La verdadera teshuvá se compone tanto de agua como de fuego, y va más allá del temor al castigo o de la búsqueda de recompensa. Se inspira en la convicción y en la voluntad de cumplir cabalmente con nuestro deber, con la misión que Dios ha proyectado para nosotros —lishmá— y así enaltecer su santo nombre.
Yom Kipur es la oportunidad que cada año se nos concede para corregir el rumbo y retornar al buen camino, no importa cuánto nos hayamos alejado, ni por cuánto tiempo lo hayamos hecho. La oportunidad de hacer expiación por nuestras faltas, y recuperar de manera íntegra la pureza espiritual que nos parecía, tal vez, completamente pérdida. No desperdiciemos esa espléndida oportunidad. Solo Dios es capaz de tanta generosidad y misericordia.

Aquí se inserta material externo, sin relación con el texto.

//! Parameters shared between the control task and the render thread.
//!
//! Every field is synchronised on its own: scales and toggles are atomics,
//! each expression sits behind its own small lock, and the time origin is an
//! atomic offset from a fixed anchor. Readers may observe a mix of old and new
//! fields for one frame; nothing here promises cross-field consistency.

use std::fmt;
use std::str::FromStr;
use std::sync::atomic::{AtomicBool, AtomicU64, Ordering};
use std::sync::{Arc, PoisonError, RwLock};
use std::time::{Duration, Instant};

/// Range the control surface allows for each scale factor.
pub const SCALE_RANGE: (f64, f64) = (-2.0, 2.0);

/// One of the four matrix slots `[[a, b], [c, d]]`.
#[derive(Debug, Clone, Copy, PartialEq, Eq, Hash)]
pub enum MatrixEntry {
    A,
    B,
    C,
    D,
}

impl MatrixEntry {
    pub const ALL: [MatrixEntry; 4] = [
        MatrixEntry::A,
        MatrixEntry::B,
        MatrixEntry::C,
        MatrixEntry::D,
    ];

    pub fn index(self) -> usize {
        match self {
            MatrixEntry::A => 0,
            MatrixEntry::B => 1,
            MatrixEntry::C => 2,
            MatrixEntry::D => 3,
        }
    }

    pub fn label(self) -> &'static str {
        match self {
            MatrixEntry::A => "a",
            MatrixEntry::B => "b",
            MatrixEntry::C => "c",
            MatrixEntry::D => "d",
        }
    }
}

impl fmt::Display for MatrixEntry {
    fn fmt(&self, f: &mut fmt::Formatter<'_>) -> fmt::Result {
        f.write_str(self.label())
    }
}

impl FromStr for MatrixEntry {
    type Err = String;

    fn from_str(value: &str) -> Result<Self, Self::Err> {
        match value.trim().to_ascii_lowercase().as_str() {
            "a" => Ok(MatrixEntry::A),
            "b" => Ok(MatrixEntry::B),
            "c" => Ok(MatrixEntry::C),
            "d" => Ok(MatrixEntry::D),
            other => Err(format!("unknown matrix entry '{other}'; expected a, b, c, or d")),
        }
    }
}

/// Initial values for a fresh [`SharedControlState`].
#[derive(Debug, Clone, PartialEq)]
pub struct ControlSettings {
    pub expressions: [String; 4],
    pub scales: [f64; 4],
    pub paused: bool,
    pub show_grid: bool,
    pub show_arrow: bool,
}

impl Default for ControlSettings {
    /// A steady counter-clockwise rotation.
    fn default() -> Self {
        Self {
            expressions: [
                "cos(t)".to_string(),
                "sin(t)".to_string(),
                "-sin(t)".to_string(),
                "cos(t)".to_string(),
            ],
            scales: [1.0; 4],
            paused: false,
            show_grid: true,
            show_arrow: true,
        }
    }
}

/// Point-in-time copy of every field, for display.
#[derive(Debug, Clone, PartialEq)]
pub struct ControlSnapshot {
    pub settings: ControlSettings,
    pub elapsed: Duration,
}

#[derive(Debug)]
struct ExpressionCell {
    source: RwLock<Arc<str>>,
}

impl ExpressionCell {
    fn new(source: &str) -> Self {
        Self {
            source: RwLock::new(Arc::from(source)),
        }
    }

    fn get(&self) -> Arc<str> {
        self.source
            .read()
            .unwrap_or_else(PoisonError::into_inner)
            .clone()
    }

    fn set(&self, source: &str) {
        *self.source.write().unwrap_or_else(PoisonError::into_inner) = Arc::from(source);
    }
}

/// `f64` stored as its bit pattern.
#[derive(Debug)]
struct ScaleCell(AtomicU64);

impl ScaleCell {
    fn new(value: f64) -> Self {
        Self(AtomicU64::new(clamp_scale(value).to_bits()))
    }

    fn get(&self) -> f64 {
        f64::from_bits(self.0.load(Ordering::Relaxed))
    }

    fn set(&self, value: f64) -> f64 {
        let clamped = clamp_scale(value);
        self.0.store(clamped.to_bits(), Ordering::Relaxed);
        clamped
    }
}

fn clamp_scale(value: f64) -> f64 {
    if value.is_nan() {
        1.0
    } else {
        value.clamp(SCALE_RANGE.0, SCALE_RANGE.1)
    }
}

/// Elapsed time is measured from `anchor + offset`; reset moves the offset.
#[derive(Debug)]
struct TimeOrigin {
    anchor: Instant,
    offset_nanos: AtomicU64,
}

impl TimeOrigin {
    fn new() -> Self {
        Self {
            anchor: Instant::now(),
            offset_nanos: AtomicU64::new(0),
        }
    }

    fn since_anchor(&self) -> u64 {
        u64::try_from(self.anchor.elapsed().as_nanos()).unwrap_or(u64::MAX)
    }

    fn reset(&self) {
        self.offset_nanos
            .fetch_max(self.since_anchor(), Ordering::AcqRel);
    }

    fn elapsed(&self) -> Duration {
        let offset = self.offset_nanos.load(Ordering::Acquire);
        Duration::from_nanos(self.since_anchor().saturating_sub(offset))
    }
}

/// Thread-shared control parameters; wrap in an `Arc` to hand out.
#[derive(Debug)]
pub struct SharedControlState {
    expressions: [ExpressionCell; 4],
    scales: [ScaleCell; 4],
    paused: AtomicBool,
    show_grid: AtomicBool,
    show_arrow: AtomicBool,
    origin: TimeOrigin,
}

impl SharedControlState {
    pub fn new(settings: &ControlSettings) -> Self {
        Self {
            expressions: std::array::from_fn(|i| ExpressionCell::new(&settings.expressions[i])),
            scales: std::array::from_fn(|i| ScaleCell::new(settings.scales[i])),
            paused: AtomicBool::new(settings.paused),
            show_grid: AtomicBool::new(settings.show_grid),
            show_arrow: AtomicBool::new(settings.show_arrow),
            origin: TimeOrigin::new(),
        }
    }

    pub fn shared(settings: &ControlSettings) -> Arc<Self> {
        Arc::new(Self::new(settings))
    }

    pub fn expression(&self, entry: MatrixEntry) -> Arc<str> {
        self.expressions[entry.index()].get()
    }

    pub fn set_expression(&self, entry: MatrixEntry, source: &str) {
        self.expressions[entry.index()].set(source);
    }

    pub fn scale(&self, entry: MatrixEntry) -> f64 {
        self.scales[entry.index()].get()
    }

    /// Stores `value` clamped to [`SCALE_RANGE`] and returns what was stored.
    pub fn set_scale(&self, entry: MatrixEntry, value: f64) -> f64 {
        self.scales[entry.index()].set(value)
    }

    pub fn paused(&self) -> bool {
        self.paused.load(Ordering::Relaxed)
    }

    pub fn set_paused(&self, paused: bool) {
        self.paused.store(paused, Ordering::Relaxed);
    }

    /// Flips the flag and returns the new value.
    pub fn toggle_paused(&self) -> bool {
        !self.paused.fetch_xor(true, Ordering::Relaxed)
    }

    pub fn show_grid(&self) -> bool {
        self.show_grid.load(Ordering::Relaxed)
    }

    pub fn set_show_grid(&self, visible: bool) {
        self.show_grid.store(visible, Ordering::Relaxed);
    }

    pub fn toggle_show_grid(&self) -> bool {
        !self.show_grid.fetch_xor(true, Ordering::Relaxed)
    }

    pub fn show_arrow(&self) -> bool {
        self.show_arrow.load(Ordering::Relaxed)
    }

    pub fn set_show_arrow(&self, visible: bool) {
        self.show_arrow.store(visible, Ordering::Relaxed);
    }

    pub fn toggle_show_arrow(&self) -> bool {
        !self.show_arrow.fetch_xor(true, Ordering::Relaxed)
    }

    /// Moves the time origin to now.
    pub fn reset_time_origin(&self) {
        self.origin.reset();
    }

    /// `now - time_origin`; never negative.
    pub fn elapsed(&self) -> Duration {
        self.origin.elapsed()
    }

    pub fn elapsed_seconds(&self) -> f64 {
        self.elapsed().as_secs_f64()
    }

    pub fn snapshot(&self) -> ControlSnapshot {
        ControlSnapshot {
            settings: ControlSettings {
                expressions: MatrixEntry::ALL.map(|entry| self.expression(entry).to_string()),
                scales: MatrixEntry::ALL.map(|entry| self.scale(entry)),
                paused: self.paused(),
                show_grid: self.show_grid(),
                show_arrow: self.show_arrow(),
            },
            elapsed: self.elapsed(),
        }
    }
}

impl Default for SharedControlState {
    fn default() -> Self {
        Self::new(&ControlSettings::default())
    }
}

Que el Todopoderoso nos conceda la sabiduría necesaria para detectar y reconocer nuestras faltas y errores, y así poder enmendar nuestro comportamiento. Que al igual que el gallo, seamos capaces siempre de discernir entre la luz y las tinieblas. Que este año, en el solemne momento de la neilá, de la clausura, podamos exclamar al unísono desde lo más profundo de nuestros corazones: “Purificamos ante ti nuestras almas y rechazamos nuestros pecados, El Nora Alilá Hamtzí Lanu Mejilá (“Dios, artífice de lo sublime, concédenos tu perdón”), y decir con renovada fe y auténtico regocijo: Amén.